▸ TASK TO COMPLETE
In the entries below, find the string "Configures" and return each line holding it.

▸ MATERIAL PROVIDED
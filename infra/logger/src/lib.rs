//! # Logger
//!
//! Logging setup for the pipeline driver.
//! Configures a console layer on stderr and an optional per-run log file, both
//! filtered by a default level that `RUST_LOG` can override.
//!
//! * Use [`LoggerBuilder::verbosity`] to map `-v` counts onto levels.
//! * Use [`LoggerBuilder::env_filter`] to set module-directed filters
//!   (e.g., `"pipeline_driver=trace"`), in addition to `RUST_LOG`.
//!
//! ## Example
//!
//! ```rust
//! # use pipeline_logger::{Logger, LevelFilter};
//!
//! let _logger = Logger::builder()
//!     .name("pipeline")
//!     .console(true)
//!     .level(LevelFilter::DEBUG)
//!     .init()
//!     .unwrap();
//! ```

mod error;

pub use crate::error::LoggerError;
pub use tracing::level_filters::LevelFilter;

use std::fs;
use std::path::PathBuf;
use tracing_appender::non_blocking::WorkerGuard;
use tracing_appender::rolling::{RollingFileAppender, Rotation};
use tracing_subscriber::fmt::layer;
use tracing_subscriber::layer::SubscriberExt;
use tracing_subscriber::util::SubscriberInitExt;
use tracing_subscriber::{EnvFilter, Layer};

const LOG_FILE_SUFFIX: &str = "log";

#[derive(Debug)]
struct LoggerConfig {
    console: bool,
    path: Option<PathBuf>,
    level: LevelFilter,
    env_filter: Option<String>,
}

impl Default for LoggerConfig {
    fn default() -> Self {
        Self { console: true, path: None, level: LevelFilter::INFO, env_filter: None }
    }
}

#[derive(Debug)]
pub struct NoName;
#[derive(Debug)]
pub struct WithName(String);

mod private {
    pub trait Sealed {}
}
impl private::Sealed for NoName {}
impl private::Sealed for WithName {}

/// A builder for configuring and initializing the global tracing subscriber.
#[derive(Debug)]
pub struct LoggerBuilder<N: private::Sealed = NoName> {
    config: LoggerConfig,
    name: N,
}

impl LoggerBuilder<NoName> {
    /// Sets the name of the logger, also used as the log file name.
    pub fn name(self, name: impl Into<String>) -> LoggerBuilder<WithName> {
        LoggerBuilder { name: WithName(name.into()), config: self.config }
    }
}

impl LoggerBuilder<WithName> {
    /// Configures the minimum log level to be emitted.
    #[must_use = "The builder must be configured before it can be used to initialize the logger."]
    pub const fn level(mut self, level: LevelFilter) -> Self {
        self.config.level = level;
        self
    }

    /// Maps a `-v` repetition count onto a level: 0 is `INFO`, 1 is `DEBUG`, more is `TRACE`.
    #[must_use = "The builder must be configured before it can be used to initialize the logger."]
    pub const fn verbosity(self, count: u8) -> Self {
        let level = match count {
            0 => LevelFilter::INFO,
            1 => LevelFilter::DEBUG,
            _ => LevelFilter::TRACE,
        };
        self.level(level)
    }

    /// Adds an explicit env filter (e.g., `pipeline_driver=debug`).
    ///
    /// Invalid filters will cause [`LoggerBuilder::init`] to return an error.
    #[must_use = "The builder must be configured before it can be used to initialize the logger."]
    pub fn env_filter(mut self, filter: impl Into<String>) -> Self {
        self.config.env_filter = Some(filter.into());
        self
    }

    /// Enables console logging on stderr.
    #[must_use = "The builder must be configured before it can be used to initialize the logger."]
    pub const fn console(mut self, enabled: bool) -> Self {
        self.config.console = enabled;
        self
    }

    /// Writes a copy of the log into `<dir>/<name>.log`.
    #[must_use = "The builder must be configured before it can be used to initialize the logger."]
    pub fn path(mut self, dir: impl Into<PathBuf>) -> Self {
        self.config.path = Some(dir.into());
        self
    }

    /// Consumes the builder and installs the global tracing subscriber.
    ///
    /// # Returns
    /// A [`Logger`] handle. Keep it alive until the process exits so the
    /// background file writer gets flushed.
    ///
    /// # Errors
    /// Returns [`LoggerError::Subscriber`] if a global subscriber has already been set.
    /// Returns [`LoggerError::InvalidConfiguration`] for invalid builder settings.
    /// Returns [`LoggerError::Io`] or [`LoggerError::Appender`] if the log file cannot be created.
    pub fn init(self) -> Result<Logger, LoggerError> {
        validate_config(&self.config, &self.name.0)?;

        let env_filter = build_env_filter(&self.config)?;

        let mut layers = Vec::new();

        if self.config.console {
            layers.push(layer().compact().with_writer(std::io::stderr).with_target(false).boxed());
        }

        let guard = if let Some(path) = self.config.path {
            fs::create_dir_all(&path).map_err(|source| LoggerError::Io {
                source,
                context: Some(format!("Failed to create path: {}", path.display()).into()),
            })?;

            let file_appender = RollingFileAppender::builder()
                .rotation(Rotation::NEVER)
                .filename_prefix(&self.name.0)
                .filename_suffix(LOG_FILE_SUFFIX)
                .build(path)?;

            let (non_blocking, g) = tracing_appender::non_blocking(file_appender);
            layers.push(layer().with_writer(non_blocking).with_ansi(false).boxed());
            Some(g)
        } else {
            None
        };

        if layers.is_empty() {
            return Err(LoggerError::InvalidConfiguration {
                message: "No logging layers enabled. Enable console or file output.".into(),
                context: None,
            });
        }

        tracing_subscriber::registry().with(env_filter).with(layers).try_init()?;

        Ok(Logger { guard })
    }
}

/// A handle to the initialized logging system.
///
/// Holds the background writer guard when file output is enabled.
#[must_use = "Dropping this handle will stop background logging threads."]
#[derive(Debug)]
pub struct Logger {
    guard: Option<WorkerGuard>,
}

impl Logger {
    /// Returns a new [`LoggerBuilder`] to configure the global tracing subscriber.
    #[must_use = "The builder must be configured before it can be used to initialize the logger."]
    pub fn builder() -> LoggerBuilder {
        LoggerBuilder { config: LoggerConfig::default(), name: NoName }
    }

    /// Returns `true` when a log file is being written.
    #[must_use]
    pub const fn has_file_output(&self) -> bool {
        self.guard.is_some()
    }
}

fn validate_config(config: &LoggerConfig, name: &str) -> Result<(), LoggerError> {
    if name.trim().is_empty() {
        return Err(LoggerError::InvalidConfiguration {
            message: "Logger name cannot be empty".into(),
            context: None,
        });
    }

    if config.path.as_ref().is_some_and(|p| p.as_os_str().is_empty()) {
        return Err(LoggerError::InvalidConfiguration {
            message: "Log directory cannot be empty".into(),
            context: None,
        });
    }

    Ok(())
}

fn build_env_filter(config: &LoggerConfig) -> Result<EnvFilter, LoggerError> {
    let builder = EnvFilter::builder().with_default_directive(config.level.into());
    config.env_filter.as_ref().map_or_else(
        || Ok(builder.from_env_lossy()),
        |filter| {
            builder.parse(filter).map_err(|e| LoggerError::InvalidConfiguration {
                message: format!("Invalid env filter '{filter}': {e}").into(),
                context: None,
            })
        },
    )
}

▸ EXPECTED ANSWER
//! Configures a console layer on stderr and an optional per-run log file, both
    /// Configures the minimum log level to be emitted.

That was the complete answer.